Most films are a mix of these things, of course, but some tilt in one direction more than the others. And sometimes, as we have seen with certain recent Christian films, audiences are actually entertained by propaganda; they want someone to preach at them, telling them what they already believe. And so the selfish desires of artist and audience alike are served by those films, and both sides are left unchallenged, which is the exact opposite of what art does within the definition above.

This all comes to mind now because I just read an article in Variety about a keynote presentation given by Michael Scott, one of the producers of God’s Not Dead, at the Purpose: Family Entertainment + Faith-Based Summit in Los Angeles two weeks ago. (That’s him in the picture above.) This bit in particular caught my eye:

“Message,” not the story, proffered Scott, has to come first if a faith-based film is to curry favor within its fanbase.

“The engine that drives the train is the message,” he said. “We start with the message and build the story around it. (The) Trickiest part is how to you bring the story and message together. We’ve seen so many films with great stories but they miss their mark. You will have a success if you can wrap (the message) up in a great story. When the message and entertainment come together seamlessly, that’s when it really works.”

I would be curious to know what Scott has in mind when he refers to “great stories” that “missed their mark.” Is he seriously suggesting that any film which doesn’t have a message is somehow unsatisfying to him, no matter how excellent it might be in all other respects? Would Lawrence of Arabia somehow be lacking something simply because it has an enigmatic protagonist and there’s no clear moral to the story? Or is Scott referring only to films that were aimed at the “faith-based” market? (Is he thinking, perhaps, of his own studio’s Moms’ Night Out, which was criticized by some Christians for not having a more overtly Christian message?)

Honestly, you couldn’t find a more perfect summation of the stereotypical evangelical mindset when it comes to this sort of thing. And the sad thing is, the 60 million bucks that God’s Not Dead grossed in North America — making it by far the top-grossing independent religious film ever — will only guarantee that more badly-written, ham-fisted propagandistic movies like that get made. (Indeed, Scott promises that there will be a full-fledged sequel to that film. Gadzooks.)

Variety, which co-sponsored the Summit, covered a few other events there too, including a panel discussion between TV executives and a Q&A with T.D. Jakes.

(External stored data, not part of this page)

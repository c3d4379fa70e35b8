//! Navigation state machine for the guided help flow.
//!
//! A session walks service -> category -> question -> answer, with `back`
//! undoing one level at a time. All transitions are synchronous and pure
//! over the knowledge base; the only externally observable mutation is
//! the append-only question history.

mod action;
mod engine;
mod errors;
mod session;
mod state;
mod user;

pub use action::{NavigationAction, NavigationReply};
pub use engine::apply;
pub use errors::NavigationError;
pub use session::{HistoryEntry, Session};
pub use state::NavigationState;
pub use user::UserInfo;
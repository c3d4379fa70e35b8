//! Transition function of the navigation state machine.
//!
//! `apply` is the single entry point: it validates the action against the
//! session and knowledge base, mutates the session, and returns the
//! payload for the resulting state. It never touches the embedding path.

use crate::domain::knowledge::KnowledgeBase;

use super::action::{NavigationAction, NavigationReply};
use super::errors::NavigationError;
use super::session::Session;
use super::state::NavigationState;

/// Applies one action to a session, returning the reply to render.
pub fn apply(
    knowledge: &KnowledgeBase,
    session: &mut Session,
    action: NavigationAction,
) -> Result<NavigationReply, NavigationError> {
    match action {
        NavigationAction::SelectService(service) => select_service(knowledge, session, service),
        NavigationAction::SelectCategory(category) => {
            select_category(knowledge, session, category)
        }
        NavigationAction::SelectQuestion(id) => select_question(knowledge, session, id),
        NavigationAction::Back => back(knowledge, session),
    }
}

fn select_service(
    knowledge: &KnowledgeBase,
    session: &mut Session,
    service: String,
) -> Result<NavigationReply, NavigationError> {
    if !knowledge.services().iter().any(|s| *s == service) {
        return Err(NavigationError::invalid_selection("service", service));
    }

    session.enter_service(service.clone());
    let message = format!("You selected **{service}**. What topic would you like help with?");
    Ok(render_category_selection(knowledge, &service, message))
}

fn select_category(
    knowledge: &KnowledgeBase,
    session: &mut Session,
    category: String,
) -> Result<NavigationReply, NavigationError> {
    let service = session
        .current_service()
        .ok_or(NavigationError::MissingPrecedingSelection)?
        .to_string();

    if !knowledge.categories(&service).iter().any(|c| *c == category) {
        return Err(NavigationError::invalid_selection("category", category));
    }

    session.enter_category(category.clone());
    Ok(render_question_selection(knowledge, &service, &category))
}

fn select_question(
    knowledge: &KnowledgeBase,
    session: &mut Session,
    id: String,
) -> Result<NavigationReply, NavigationError> {
    let entry = knowledge
        .entry(&id)
        .ok_or_else(|| NavigationError::QuestionNotFound(id.clone()))?;

    session.record_answer(entry.id.clone(), entry.question.clone());

    Ok(
        NavigationReply::new(NavigationState::Answer, entry.answer.clone())
            .with_question(&entry.question)
            .with_service(&entry.service)
            .with_category(&entry.category),
    )
}

fn back(
    knowledge: &KnowledgeBase,
    session: &mut Session,
) -> Result<NavigationReply, NavigationError> {
    match session.go_back() {
        NavigationState::ServiceSelection => Ok(render_service_selection(knowledge)),
        NavigationState::CategorySelection => {
            let service = session.current_service().unwrap_or_default().to_string();
            let message =
                format!("What topic would you like help with under **{service}**?");
            Ok(render_category_selection(knowledge, &service, message))
        }
        NavigationState::QuestionSelection | NavigationState::Answer => {
            let service = session.current_service().unwrap_or_default().to_string();
            let category = session.current_category().unwrap_or_default().to_string();
            Ok(render_question_selection(knowledge, &service, &category))
        }
    }
}

fn render_service_selection(knowledge: &KnowledgeBase) -> NavigationReply {
    NavigationReply::new(
        NavigationState::ServiceSelection,
        "Please select a service to continue.".to_string(),
    )
    .with_services(knowledge.services())
}

fn render_category_selection(
    knowledge: &KnowledgeBase,
    service: &str,
    mut message: String,
) -> NavigationReply {
    if let Some(overview) = knowledge.overview(service) {
        message.push_str("\n\n**Overview:** ");
        message.push_str(overview);
    }

    NavigationReply::new(NavigationState::CategorySelection, message)
        .with_categories(knowledge.categories(service))
        .with_service(service)
}

fn render_question_selection(
    knowledge: &KnowledgeBase,
    service: &str,
    category: &str,
) -> NavigationReply {
    NavigationReply::new(
        NavigationState::QuestionSelection,
        format!("Here are questions under **{category}**. Please select one:"),
    )
    .with_questions(knowledge.questions(service, category))
    .with_service(service)
    .with_category(category)
}

#[cfg(test)]
mod tests {
    use super::*;
    use crate::domain::knowledge::KnowledgeEntry;
    use crate::domain::navigation::UserInfo;

    fn entry(id: &str, service: &str, category: &str, question: &str) -> KnowledgeEntry {
        KnowledgeEntry {
            id: id.to_string(),
            service: service.to_string(),
            category: category.to_string(),
            question: question.to_string(),
            answer: format!("Answer: {question}"),
            keywords: vec![],
        }
    }

    fn knowledge() -> KnowledgeBase {
        KnowledgeBase::from_entries(vec![
            entry("login_000", "Login", "Overview", "about login?"),
            entry("login_001", "Login", "Login", "What login methods exist?"),
            entry("login_002", "Login", "Captcha", "What is the captcha?"),
            entry("dash_001", "General", "Dashboard", "What is on the dashboard?"),
        ])
        .unwrap()
    }

    fn session() -> Session {
        Session::new(UserInfo::new("Asha", "9876543210").unwrap())
    }

    #[test]
    fn select_service_moves_to_category_selection() {
        let kb = knowledge();
        let mut s = session();

        let reply =
            apply(&kb, &mut s, NavigationAction::SelectService("Login".into())).unwrap();

        assert_eq!(reply.state, NavigationState::CategorySelection);
        assert_eq!(reply.categories.unwrap(), vec!["Captcha", "Login"]);
        assert!(reply.message.contains("**Overview:**"));
        assert_eq!(s.current_service(), Some("Login"));
    }

    #[test]
    fn select_unknown_service_is_rejected() {
        let kb = knowledge();
        let mut s = session();

        let err = apply(&kb, &mut s, NavigationAction::SelectService("Parking".into()))
            .unwrap_err();

        assert!(matches!(err, NavigationError::InvalidSelection { kind: "service", .. }));
        assert_eq!(s.state(), NavigationState::ServiceSelection);
    }

    #[test]
    fn select_category_requires_service_first() {
        let kb = knowledge();
        let mut s = session();

        let err = apply(&kb, &mut s, NavigationAction::SelectCategory("Login".into()))
            .unwrap_err();

        assert_eq!(err, NavigationError::MissingPrecedingSelection);
    }

    #[test]
    fn select_category_outside_service_is_rejected() {
        let kb = knowledge();
        let mut s = session();
        apply(&kb, &mut s, NavigationAction::SelectService("Login".into())).unwrap();

        // "Dashboard" exists, but under General, not Login.
        let err = apply(
            &kb,
            &mut s,
            NavigationAction::SelectCategory("Dashboard".into()),
        )
        .unwrap_err();

        assert!(matches!(err, NavigationError::InvalidSelection { kind: "category", .. }));
    }

    #[test]
    fn overview_is_never_selectable() {
        let kb = knowledge();
        let mut s = session();
        apply(&kb, &mut s, NavigationAction::SelectService("Login".into())).unwrap();

        let err = apply(
            &kb,
            &mut s,
            NavigationAction::SelectCategory("Overview".into()),
        )
        .unwrap_err();

        assert!(matches!(err, NavigationError::InvalidSelection { .. }));
    }

    #[test]
    fn select_question_returns_answer_and_appends_history() {
        let kb = knowledge();
        let mut s = session();
        apply(&kb, &mut s, NavigationAction::SelectService("Login".into())).unwrap();
        apply(&kb, &mut s, NavigationAction::SelectCategory("Login".into())).unwrap();

        let reply =
            apply(&kb, &mut s, NavigationAction::SelectQuestion("login_001".into())).unwrap();

        assert_eq!(reply.state, NavigationState::Answer);
        assert_eq!(reply.message, "Answer: What login methods exist?");
        assert_eq!(reply.service.as_deref(), Some("Login"));
        assert_eq!(s.history().len(), 1);
        assert_eq!(s.history()[0].question_id, "login_001");
    }

    #[test]
    fn unknown_question_is_not_found() {
        let kb = knowledge();
        let mut s = session();

        let err = apply(&kb, &mut s, NavigationAction::SelectQuestion("nope_999".into()))
            .unwrap_err();

        assert_eq!(err, NavigationError::QuestionNotFound("nope_999".to_string()));
        assert!(s.history().is_empty());
    }

    #[test]
    fn back_from_category_selection_clears_service() {
        let kb = knowledge();
        let mut s = session();
        apply(&kb, &mut s, NavigationAction::SelectService("Login".into())).unwrap();

        let reply = apply(&kb, &mut s, NavigationAction::Back).unwrap();

        assert_eq!(reply.state, NavigationState::ServiceSelection);
        assert_eq!(reply.services.unwrap(), vec!["General", "Login"]);
        assert!(s.current_service().is_none());
    }

    #[test]
    fn back_from_answer_re_renders_question_menu() {
        let kb = knowledge();
        let mut s = session();
        apply(&kb, &mut s, NavigationAction::SelectService("Login".into())).unwrap();
        apply(&kb, &mut s, NavigationAction::SelectCategory("Login".into())).unwrap();
        apply(&kb, &mut s, NavigationAction::SelectQuestion("login_001".into())).unwrap();

        let reply = apply(&kb, &mut s, NavigationAction::Back).unwrap();

        assert_eq!(reply.state, NavigationState::QuestionSelection);
        let questions = reply.questions.unwrap();
        assert_eq!(questions.len(), 1);
        assert_eq!(questions[0].id, "login_001");
        assert_eq!(s.current_category(), Some("Login"));
    }

    #[test]
    fn back_at_initial_state_re_renders_services() {
        let kb = knowledge();
        let mut s = session();

        let reply = apply(&kb, &mut s, NavigationAction::Back).unwrap();

        assert_eq!(reply.state, NavigationState::ServiceSelection);
        assert!(reply.services.is_some());
    }
}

Oh, and note how the summit linked “family entertainment” and “faith-based” entertainment as though they were the same thing. This is another longstanding gripe of mine. Not all family films are faith-based, obviously, and not all faith-based films are suitable for the whole family — or at any rate, there’s no reason why they should be. Jakes himself, as the producer of the R-rated Woman Thou Art Loosed, could speak to that, for starters.